4 В Дорнахе (Швейцария, под Базелем), где Белый и А. Тургенева тогда, вместе с другими сподвижниками Штейнера, участвовали в строительстве антропософского центра - Гетеанума, была слышна канонада сражений Первой мировой войны, происходивших в Эльзасе.

5 Весной и летом 1916 г. Белый работал над резной скульптурой, составлявшей часть архитектурного комплекса Гетеанума.

7 Имеются в виду встречи в Петербурге в мае 1913 г. (см. примеч. 4 к п. 296).

8 Н. А. Тургенева и А. М. Поццо приехали в Берлин в ноябре 1913 г. (см.: Андрей Белый и антропософия / Публикация Дж. Мальмстада // Минувшее. Исторический альманах. Вып. 6. Paris, 1988. С. 357).

9 Белый и А. Тургенева были в Норвегии (Христиания (ныне Осло), Льян, Берген), где Штейнер читал курс лекций "Пятое Евангелие", с 13 сентября по 10 октября 1913 г., в Копенгагене - 11--12 октября 1913 г., в Норчёпинге (Швеция) на лекционном курсе Штейнера - с 10 по 18 июля 1914 г.

10 Поездка в Нюрнберг - 8--11 ноября 1913 г.

12 Неточно цитируется заключительная строка стихотворения Блока "Опять над полем Куликовым...", завершающего цикл "На поле Куликовом".

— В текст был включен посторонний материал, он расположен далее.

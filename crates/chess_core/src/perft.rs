use crate::{board::Board, error::ChessResult, rules::legal_moves};

/// Pure perft node count.
/// Counts all legal positions from the current one down to `depth`.
pub fn perft(board: &mut Board, depth: u8) -> ChessResult<u64> {
    if depth == 0 {
        return Ok(1);
    }

    let moves = legal_moves(board, board.side_to_move())?;
    if depth == 1 {
        return Ok(moves.len() as u64);
    }

    let mut nodes = 0u64;
    for mv in &moves {
        let undo = board.make_move(mv);
        nodes += perft(board, depth - 1)?;
        board.unmake_move(mv, undo);
    }
    Ok(nodes)
}
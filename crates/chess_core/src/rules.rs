//! Move legality filter and end-of-game detection.

use std::collections::BTreeSet;

use crate::board::Board;
use crate::coord::Coordinate;
use crate::error::ChessResult;
use crate::movegen::{en_passant_victim, is_square_attacked, pseudo_legal_destinations};
use crate::moves::{GameStatus, Move};
use crate::special::castling_moves;
use crate::types::{Color, Piece, PieceKind};

/// True if any piece of the other color attacks `color`'s king.
pub fn is_in_check(board: &Board, color: Color) -> ChessResult<bool> {
    let king = board.king_coord(color)?;
    Ok(is_square_attacked(board, king, color.other()))
}

/// Pseudo-legal moves of `piece`, promotions expanded once per choice.
fn pseudo_moves(board: &Board, piece: &Piece, out: &mut Vec<Move>) -> ChessResult<()> {
    for to in pseudo_legal_destinations(board, piece) {
        let mut mv = Move::quiet(*piece, to);
        let target = board.piece_at(to);
        if !target.is_empty() {
            mv.captured_piece = Some(target);
        } else if let Some(victim) = en_passant_victim(board, piece, to) {
            mv.is_en_passant = true;
            mv.captured_piece = Some(board.piece_at(victim));
        }

        if mv.is_promotion() {
            out.extend(PieceKind::PROMOTION_TARGETS.map(|k| mv.with_promotion(k)));
        } else {
            out.push(mv);
        }
    }
    if piece.kind == PieceKind::King {
        out.extend(castling_moves(board, piece)?);
    }
    Ok(())
}

/// Drops every move that leaves the mover's king attacked, replaying each
/// candidate on `scratch`.
fn retain_check_safe(scratch: &mut Board, moves: &mut Vec<Move>) -> ChessResult<()> {
    let mut result = Ok(());
    moves.retain(|mv| {
        if result.is_err() {
            return false;
        }
        let undo = scratch.make_move(mv);
        let unsafe_for_mover = is_in_check(scratch, mv.moving_piece.color);
        scratch.unmake_move(mv, undo);
        match unsafe_for_mover {
            Ok(in_check) => !in_check,
            Err(e) => {
                result = Err(e);
                false
            }
        }
    });
    result
}

/// Legal moves of the piece standing on `at` (empty if the square is empty).
pub fn legal_moves_for(board: &Board, at: Coordinate) -> ChessResult<Vec<Move>> {
    let piece = board.piece_at(at);
    let mut moves = Vec::with_capacity(32);
    if piece.is_empty() {
        return Ok(moves);
    }
    pseudo_moves(board, &piece, &mut moves)?;
    let mut scratch = board.clone();
    retain_check_safe(&mut scratch, &mut moves)?;
    Ok(moves)
}

/// Destination squares of [`legal_moves_for`], without promotion duplicates.
pub fn legal_destinations(board: &Board, at: Coordinate) -> ChessResult<BTreeSet<Coordinate>> {
    Ok(legal_moves_for(board, at)?.into_iter().map(|m| m.to).collect())
}

/// Legal moves of every `color` piece.
pub fn legal_moves(board: &Board, color: Color) -> ChessResult<Vec<Move>> {
    let mut moves = Vec::with_capacity(64);
    for piece in board.pieces(color) {
        pseudo_moves(board, piece, &mut moves)?;
    }
    let mut scratch = board.clone();
    retain_check_safe(&mut scratch, &mut moves)?;
    Ok(moves)
}

fn has_legal_move(board: &Board, color: Color) -> ChessResult<bool> {
    let mut scratch = board.clone();
    for piece in board.pieces(color) {
        let mut moves = Vec::new();
        pseudo_moves(board, piece, &mut moves)?;
        retain_check_safe(&mut scratch, &mut moves)?;
        if !moves.is_empty() {
            return Ok(true);
        }
    }
    Ok(false)
}

pub fn is_checkmate(board: &Board, color: Color) -> ChessResult<bool> {
    Ok(is_in_check(board, color)? && !has_legal_move(board, color)?)
}

pub fn is_stalemate(board: &Board, color: Color) -> ChessResult<bool> {
    Ok(!is_in_check(board, color)? && !has_legal_move(board, color)?)
}

/// Status for the side to move.
pub fn game_status(board: &Board) -> ChessResult<GameStatus> {
    let color = board.side_to_move();
    if has_legal_move(board, color)? {
        return Ok(GameStatus::InProgress);
    }
    if is_in_check(board, color)? {
        Ok(GameStatus::Checkmate {
            winner: color.other(),
        })
    } else {
        Ok(GameStatus::Stalemate)
    }
}

pub fn is_end_game(board: &Board) -> ChessResult<bool> {
    Ok(game_status(board)?.is_over())
}

#[cfg(test)]
#[path = "rules_tests.rs"]
mod rules_tests;
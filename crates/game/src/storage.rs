//! JSON save file holding the board between sessions.

use std::fs;
use std::io::ErrorKind;
use std::path::{Path, PathBuf};

use chess_core::{Board, BoardSnapshot};
use tracing::{debug, info};

use crate::error::GameResult;

#[derive(Debug, Clone)]
pub struct Storage {
    path: PathBuf,
}

impl Storage {
    pub fn new(path: impl Into<PathBuf>) -> Self {
        Self { path: path.into() }
    }

    pub fn path(&self) -> &Path {
        &self.path
    }

    /// Writes `board` as pretty JSON, replacing any earlier save.
    pub fn save(&self, board: &Board) -> GameResult<()> {
        let json = serde_json::to_string_pretty(&board.snapshot())?;
        fs::write(&self.path, json)?;
        debug!(path = %self.path.display(), "board saved");
        Ok(())
    }

    /// Loads the saved board. A missing or blank file means there is no
    /// game to resume.
    pub fn load(&self) -> GameResult<Option<Board>> {
        let text = match fs::read_to_string(&self.path) {
            Ok(text) => text,
            Err(e) if e.kind() == ErrorKind::NotFound => return Ok(None),
            Err(e) => return Err(e.into()),
        };
        if text.trim().is_empty() {
            return Ok(None);
        }
        let snapshot: BoardSnapshot = serde_json::from_str(&text)?;
        let board = Board::from_snapshot(&snapshot)?;
        info!(path = %self.path.display(), "resuming saved game");
        Ok(Some(board))
    }

    /// Forgets the saved game so the next start begins afresh.
    pub fn reset(&self) -> GameResult<()> {
        match fs::remove_file(&self.path) {
            Ok(()) => {
                info!(path = %self.path.display(), "save file reset");
                Ok(())
            }
            Err(e) if e.kind() == ErrorKind::NotFound => Ok(()),
            Err(e) => Err(e.into()),
        }
    }
}

#[cfg(test)]
#[path = "storage_tests.rs"]
mod storage_tests;
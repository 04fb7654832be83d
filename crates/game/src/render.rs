//! Plain-text board rendering.

use std::fmt::Write;

use chess_core::{BoardView, Color, PieceKind};

const FILES: &str = "    a b c d e f g h";
const BORDER: &str = "  +-----------------+";

/// Letter shown for a square: uppercase White, lowercase Black, `.` empty.
pub fn square_char(kind: PieceKind, color: Color) -> char {
    match (kind.letter(), color) {
        (Some(c), Color::White) => c.to_ascii_uppercase(),
        (Some(c), Color::Black) => c,
        _ => '.',
    }
}

/// Renders the board with rank 8 on top and file/rank labels on every side.
pub fn render_board(view: &BoardView) -> String {
    let mut out = String::with_capacity(256);
    out.push_str(FILES);
    out.push('\n');
    out.push_str(BORDER);
    out.push('\n');
    for (row_idx, row) in view.squares.iter().enumerate() {
        let rank = 8 - row_idx;
        let _ = write!(out, "{rank} |");
        for &(kind, color) in row {
            out.push(' ');
            out.push(square_char(kind, color));
        }
        let _ = writeln!(out, " | {rank}");
    }
    out.push_str(BORDER);
    out.push('\n');
    out.push_str(FILES);
    out.push('\n');
    let _ = writeln!(out, "{:?} to move", view.side_to_move);
    out
}

#[cfg(test)]
#[path = "render_tests.rs"]
mod render_tests;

14 Белый, как и Блок, принадлежал к "ратникам I и II разрядов", призывавшимся на военную службу летом 1916 г.; по этой причине он выехал из Дорнаха в Россию в середине августа (н. ст.) 1916 г. Блок, призванный в армию 7 июля 1916 года, был зачислен табельщиком в 13-ю инженерно-строительную дружину Всероссийского Союза Земств и Городов и 26 июля выехал по месту расположения дружины.